EXERCISE PROMPT — Write the records out once more, exactly as they appear below.

>>>

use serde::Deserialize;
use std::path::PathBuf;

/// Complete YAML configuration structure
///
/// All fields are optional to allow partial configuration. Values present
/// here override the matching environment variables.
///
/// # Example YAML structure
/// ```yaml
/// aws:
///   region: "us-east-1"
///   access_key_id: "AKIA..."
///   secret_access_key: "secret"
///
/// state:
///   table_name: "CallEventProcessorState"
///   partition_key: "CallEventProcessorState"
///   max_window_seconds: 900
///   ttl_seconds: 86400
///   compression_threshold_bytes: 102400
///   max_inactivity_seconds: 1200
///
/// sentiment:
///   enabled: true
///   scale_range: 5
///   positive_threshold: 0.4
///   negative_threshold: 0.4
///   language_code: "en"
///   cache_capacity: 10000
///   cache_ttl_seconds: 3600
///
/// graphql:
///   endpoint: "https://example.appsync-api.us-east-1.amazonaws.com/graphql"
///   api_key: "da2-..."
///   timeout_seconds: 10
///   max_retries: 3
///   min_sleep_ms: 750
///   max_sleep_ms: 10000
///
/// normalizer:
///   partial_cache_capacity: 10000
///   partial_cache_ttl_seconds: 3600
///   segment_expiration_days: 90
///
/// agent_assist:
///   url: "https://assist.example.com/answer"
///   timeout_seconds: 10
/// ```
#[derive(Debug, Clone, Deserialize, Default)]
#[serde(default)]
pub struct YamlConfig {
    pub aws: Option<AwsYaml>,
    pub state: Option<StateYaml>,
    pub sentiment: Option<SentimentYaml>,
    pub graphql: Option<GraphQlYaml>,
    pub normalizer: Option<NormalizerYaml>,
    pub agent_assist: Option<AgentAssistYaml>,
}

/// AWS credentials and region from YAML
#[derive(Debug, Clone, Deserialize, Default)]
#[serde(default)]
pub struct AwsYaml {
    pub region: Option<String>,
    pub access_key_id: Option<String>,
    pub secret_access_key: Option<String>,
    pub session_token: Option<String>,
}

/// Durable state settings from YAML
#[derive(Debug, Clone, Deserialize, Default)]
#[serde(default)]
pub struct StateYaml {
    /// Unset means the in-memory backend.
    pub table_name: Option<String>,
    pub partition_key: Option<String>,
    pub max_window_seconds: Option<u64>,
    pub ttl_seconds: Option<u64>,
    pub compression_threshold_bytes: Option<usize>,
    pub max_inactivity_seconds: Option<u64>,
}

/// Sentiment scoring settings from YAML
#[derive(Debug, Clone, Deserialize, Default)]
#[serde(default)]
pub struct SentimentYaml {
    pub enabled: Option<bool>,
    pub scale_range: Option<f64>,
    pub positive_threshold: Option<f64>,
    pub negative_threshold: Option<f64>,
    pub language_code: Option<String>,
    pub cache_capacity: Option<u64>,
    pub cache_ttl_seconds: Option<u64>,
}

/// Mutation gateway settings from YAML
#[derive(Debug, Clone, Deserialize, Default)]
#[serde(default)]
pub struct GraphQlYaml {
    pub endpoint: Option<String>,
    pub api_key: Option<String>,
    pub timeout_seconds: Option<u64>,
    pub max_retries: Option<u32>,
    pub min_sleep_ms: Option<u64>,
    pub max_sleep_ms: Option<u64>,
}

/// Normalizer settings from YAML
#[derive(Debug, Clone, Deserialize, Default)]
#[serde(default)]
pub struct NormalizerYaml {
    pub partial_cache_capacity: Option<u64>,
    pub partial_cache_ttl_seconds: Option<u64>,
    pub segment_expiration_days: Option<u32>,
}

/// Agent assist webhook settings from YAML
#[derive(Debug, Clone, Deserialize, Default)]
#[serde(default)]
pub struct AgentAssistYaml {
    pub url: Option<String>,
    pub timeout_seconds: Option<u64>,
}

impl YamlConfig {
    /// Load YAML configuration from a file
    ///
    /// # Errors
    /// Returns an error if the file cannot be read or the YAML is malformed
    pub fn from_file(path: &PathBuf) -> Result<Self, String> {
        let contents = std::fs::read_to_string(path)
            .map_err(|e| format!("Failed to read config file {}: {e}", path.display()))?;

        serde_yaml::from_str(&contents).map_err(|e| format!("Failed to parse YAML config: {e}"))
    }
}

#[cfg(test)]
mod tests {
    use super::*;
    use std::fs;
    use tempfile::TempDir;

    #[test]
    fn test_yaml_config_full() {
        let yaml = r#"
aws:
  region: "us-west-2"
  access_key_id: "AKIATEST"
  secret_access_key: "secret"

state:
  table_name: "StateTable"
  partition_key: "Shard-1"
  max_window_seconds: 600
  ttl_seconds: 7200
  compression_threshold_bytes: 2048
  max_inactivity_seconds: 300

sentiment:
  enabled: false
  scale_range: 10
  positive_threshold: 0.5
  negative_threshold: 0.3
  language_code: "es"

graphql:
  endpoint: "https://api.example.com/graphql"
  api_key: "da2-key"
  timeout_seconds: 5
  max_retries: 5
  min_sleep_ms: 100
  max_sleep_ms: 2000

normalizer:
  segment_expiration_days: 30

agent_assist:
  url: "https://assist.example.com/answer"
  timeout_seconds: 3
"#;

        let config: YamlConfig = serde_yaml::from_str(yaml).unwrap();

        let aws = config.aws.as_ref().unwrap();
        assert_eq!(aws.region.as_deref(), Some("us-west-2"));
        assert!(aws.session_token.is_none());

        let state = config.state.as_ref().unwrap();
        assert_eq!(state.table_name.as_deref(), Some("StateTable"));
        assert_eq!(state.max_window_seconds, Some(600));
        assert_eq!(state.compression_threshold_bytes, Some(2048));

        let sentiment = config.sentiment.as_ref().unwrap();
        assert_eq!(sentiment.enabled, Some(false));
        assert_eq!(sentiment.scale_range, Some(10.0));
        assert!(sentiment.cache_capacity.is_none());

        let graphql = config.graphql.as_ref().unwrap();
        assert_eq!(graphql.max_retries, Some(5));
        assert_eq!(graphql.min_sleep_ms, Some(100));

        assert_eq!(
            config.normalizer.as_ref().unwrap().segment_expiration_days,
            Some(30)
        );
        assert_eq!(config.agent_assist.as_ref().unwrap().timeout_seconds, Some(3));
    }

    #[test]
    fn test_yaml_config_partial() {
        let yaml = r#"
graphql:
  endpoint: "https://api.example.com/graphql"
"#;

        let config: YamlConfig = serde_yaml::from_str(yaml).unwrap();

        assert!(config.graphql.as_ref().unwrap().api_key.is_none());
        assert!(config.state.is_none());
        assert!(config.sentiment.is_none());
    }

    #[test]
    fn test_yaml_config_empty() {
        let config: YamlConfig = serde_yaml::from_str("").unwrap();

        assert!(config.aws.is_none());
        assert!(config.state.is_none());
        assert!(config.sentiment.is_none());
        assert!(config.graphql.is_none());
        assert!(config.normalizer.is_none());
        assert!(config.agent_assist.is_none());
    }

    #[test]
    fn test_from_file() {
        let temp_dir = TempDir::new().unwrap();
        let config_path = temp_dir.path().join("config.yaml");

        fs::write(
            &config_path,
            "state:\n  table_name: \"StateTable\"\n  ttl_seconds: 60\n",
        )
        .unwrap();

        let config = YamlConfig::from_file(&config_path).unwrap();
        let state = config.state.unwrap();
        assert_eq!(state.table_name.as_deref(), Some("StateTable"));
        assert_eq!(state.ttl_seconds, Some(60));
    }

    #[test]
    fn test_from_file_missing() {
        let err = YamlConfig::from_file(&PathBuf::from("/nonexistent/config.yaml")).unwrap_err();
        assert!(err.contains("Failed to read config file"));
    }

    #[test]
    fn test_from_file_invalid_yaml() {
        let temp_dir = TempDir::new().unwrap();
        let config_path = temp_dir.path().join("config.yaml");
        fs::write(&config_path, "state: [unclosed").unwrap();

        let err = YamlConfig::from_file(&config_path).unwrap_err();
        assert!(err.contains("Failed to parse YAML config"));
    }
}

<<<

RESULT OF THIS EXERCISE —
use serde::Deserialize;
use std::path::PathBuf;

/// Complete YAML configuration structure
///
/// All fields are optional to allow partial configuration. Values present
/// here override the matching environment variables.
///
/// # Example YAML structure
/// ```yaml
/// aws:
///   region: "us-east-1"
///   access_key_id: "AKIA..."
///   secret_access_key: "secret"
///
/// state:
///   table_name: "CallEventProcessorState"
///   partition_key: "CallEventProcessorState"
///   max_window_seconds: 900
///   ttl_seconds: 86400
///   compression_threshold_bytes: 102400
///   max_inactivity_seconds: 1200
///
/// sentiment:
///   enabled: true
///   scale_range: 5
///   positive_threshold: 0.4
///   negative_threshold: 0.4
///   language_code: "en"
///   cache_capacity: 10000
///   cache_ttl_seconds: 3600
///
/// graphql:
///   endpoint: "https://example.appsync-api.us-east-1.amazonaws.com/graphql"
///   api_key: "da2-..."
///   timeout_seconds: 10
///   max_retries: 3
///   min_sleep_ms: 750
///   max_sleep_ms: 10000
///
/// normalizer:
///   partial_cache_capacity: 10000
///   partial_cache_ttl_seconds: 3600
///   segment_expiration_days: 90
///
/// agent_assist:
///   url: "https://assist.example.com/answer"
///   timeout_seconds: 10
/// ```
#[derive(Debug, Clone, Deserialize, Default)]
#[serde(default)]
pub struct YamlConfig {
    pub aws: Option<AwsYaml>,
    pub state: Option<StateYaml>,
    pub sentiment: Option<SentimentYaml>,
    pub graphql: Option<GraphQlYaml>,
    pub normalizer: Option<NormalizerYaml>,
    pub agent_assist: Option<AgentAssistYaml>,
}

/// AWS credentials and region from YAML
#[derive(Debug, Clone, Deserialize, Default)]
#[serde(default)]
pub struct AwsYaml {
    pub region: Option<String>,
    pub access_key_id: Option<String>,
    pub secret_access_key: Option<String>,
    pub session_token: Option<String>,
}

/// Durable state settings from YAML
#[derive(Debug, Clone, Deserialize, Default)]
#[serde(default)]
pub struct StateYaml {
    /// Unset means the in-memory backend.
    pub table_name: Option<String>,
    pub partition_key: Option<String>,
    pub max_window_seconds: Option<u64>,
    pub ttl_seconds: Option<u64>,
    pub compression_threshold_bytes: Option<usize>,
    pub max_inactivity_seconds: Option<u64>,
}

/// Sentiment scoring settings from YAML
#[derive(Debug, Clone, Deserialize, Default)]
#[serde(default)]
pub struct SentimentYaml {
    pub enabled: Option<bool>,
    pub scale_range: Option<f64>,
    pub positive_threshold: Option<f64>,
    pub negative_threshold: Option<f64>,
    pub language_code: Option<String>,
    pub cache_capacity: Option<u64>,
    pub cache_ttl_seconds: Option<u64>,
}

/// Mutation gateway settings from YAML
#[derive(Debug, Clone, Deserialize, Default)]
#[serde(default)]
pub struct GraphQlYaml {
    pub endpoint: Option<String>,
    pub api_key: Option<String>,
    pub timeout_seconds: Option<u64>,
    pub max_retries: Option<u32>,
    pub min_sleep_ms: Option<u64>,
    pub max_sleep_ms: Option<u64>,
}

/// Normalizer settings from YAML
#[derive(Debug, Clone, Deserialize, Default)]
#[serde(default)]
pub struct NormalizerYaml {
    pub partial_cache_capacity: Option<u64>,
    pub partial_cache_ttl_seconds: Option<u64>,
    pub segment_expiration_days: Option<u32>,
}

/// Agent assist webhook settings from YAML
#[derive(Debug, Clone, Deserialize, Default)]
#[serde(default)]
pub struct AgentAssistYaml {
    pub url: Option<String>,
    pub timeout_seconds: Option<u64>,
}

impl YamlConfig {
    /// Load YAML configuration from a file
    ///
    /// # Errors
    /// Returns an error if the file cannot be read or the YAML is malformed
    pub fn from_file(path: &PathBuf) -> Result<Self, String> {
        let contents = std::fs::read_to_string(path)
            .map_err(|e| format!("Failed to read config file {}: {e}", path.display()))?;

        serde_yaml::from_str(&contents).map_err(|e| format!("Failed to parse YAML config: {e}"))
    }
}

#[cfg(test)]
mod tests {
    use super::*;
    use std::fs;
    use tempfile::TempDir;

    #[test]
    fn test_yaml_config_full() {
        let yaml = r#"
aws:
  region: "us-west-2"
  access_key_id: "AKIATEST"
  secret_access_key: "secret"

state:
  table_name: "StateTable"
  partition_key: "Shard-1"
  max_window_seconds: 600
  ttl_seconds: 7200
  compression_threshold_bytes: 2048
  max_inactivity_seconds: 300

sentiment:
  enabled: false
  scale_range: 10
  positive_threshold: 0.5
  negative_threshold: 0.3
  language_code: "es"

graphql:
  endpoint: "https://api.example.com/graphql"
  api_key: "da2-key"
  timeout_seconds: 5
  max_retries: 5
  min_sleep_ms: 100
  max_sleep_ms: 2000

normalizer:
  segment_expiration_days: 30

agent_assist:
  url: "https://assist.example.com/answer"
  timeout_seconds: 3
"#;

        let config: YamlConfig = serde_yaml::from_str(yaml).unwrap();

        let aws = config.aws.as_ref().unwrap();
        assert_eq!(aws.region.as_deref(), Some("us-west-2"));
        assert!(aws.session_token.is_none());

        let state = config.state.as_ref().unwrap();
        assert_eq!(state.table_name.as_deref(), Some("StateTable"));
        assert_eq!(state.max_window_seconds, Some(600));
        assert_eq!(state.compression_threshold_bytes, Some(2048));

        let sentiment = config.sentiment.as_ref().unwrap();
        assert_eq!(sentiment.enabled, Some(false));
        assert_eq!(sentiment.scale_range, Some(10.0));
        assert!(sentiment.cache_capacity.is_none());

        let graphql = config.graphql.as_ref().unwrap();
        assert_eq!(graphql.max_retries, Some(5));
        assert_eq!(graphql.min_sleep_ms, Some(100));

        assert_eq!(
            config.normalizer.as_ref().unwrap().segment_expiration_days,
            Some(30)
        );
        assert_eq!(config.agent_assist.as_ref().unwrap().timeout_seconds, Some(3));
    }

    #[test]
    fn test_yaml_config_partial() {
        let yaml = r#"
graphql:
  endpoint: "https://api.example.com/graphql"
"#;

        let config: YamlConfig = serde_yaml::from_str(yaml).unwrap();

        assert!(config.graphql.as_ref().unwrap().api_key.is_none());
        assert!(config.state.is_none());
        assert!(config.sentiment.is_none());
    }

    #[test]
    fn test_yaml_config_empty() {
        let config: YamlConfig = serde_yaml::from_str("").unwrap();

        assert!(config.aws.is_none());
        assert!(config.state.is_none());
        assert!(config.sentiment.is_none());
        assert!(config.graphql.is_none());
        assert!(config.normalizer.is_none());
        assert!(config.agent_assist.is_none());
    }

    #[test]
    fn test_from_file() {
        let temp_dir = TempDir::new().unwrap();
        let config_path = temp_dir.path().join("config.yaml");

        fs::write(
            &config_path,
            "state:\n  table_name: \"StateTable\"\n  ttl_seconds: 60\n",
        )
        .unwrap();

        let config = YamlConfig::from_file(&config_path).unwrap();
        let state = config.state.unwrap();
        assert_eq!(state.table_name.as_deref(), Some("StateTable"));
        assert_eq!(state.ttl_seconds, Some(60));
    }

    #[test]
    fn test_from_file_missing() {
        let err = YamlConfig::from_file(&PathBuf::from("/nonexistent/config.yaml")).unwrap_err();
        assert!(err.contains("Failed to read config file"));
    }

    #[test]
    fn test_from_file_invalid_yaml() {
        let temp_dir = TempDir::new().unwrap();
        let config_path = temp_dir.path().join("config.yaml");
        fs::write(&config_path, "state: [unclosed").unwrap();

        let err = YamlConfig::from_file(&config_path).unwrap_err();
        assert!(err.contains("Failed to parse YAML config"));
    }
}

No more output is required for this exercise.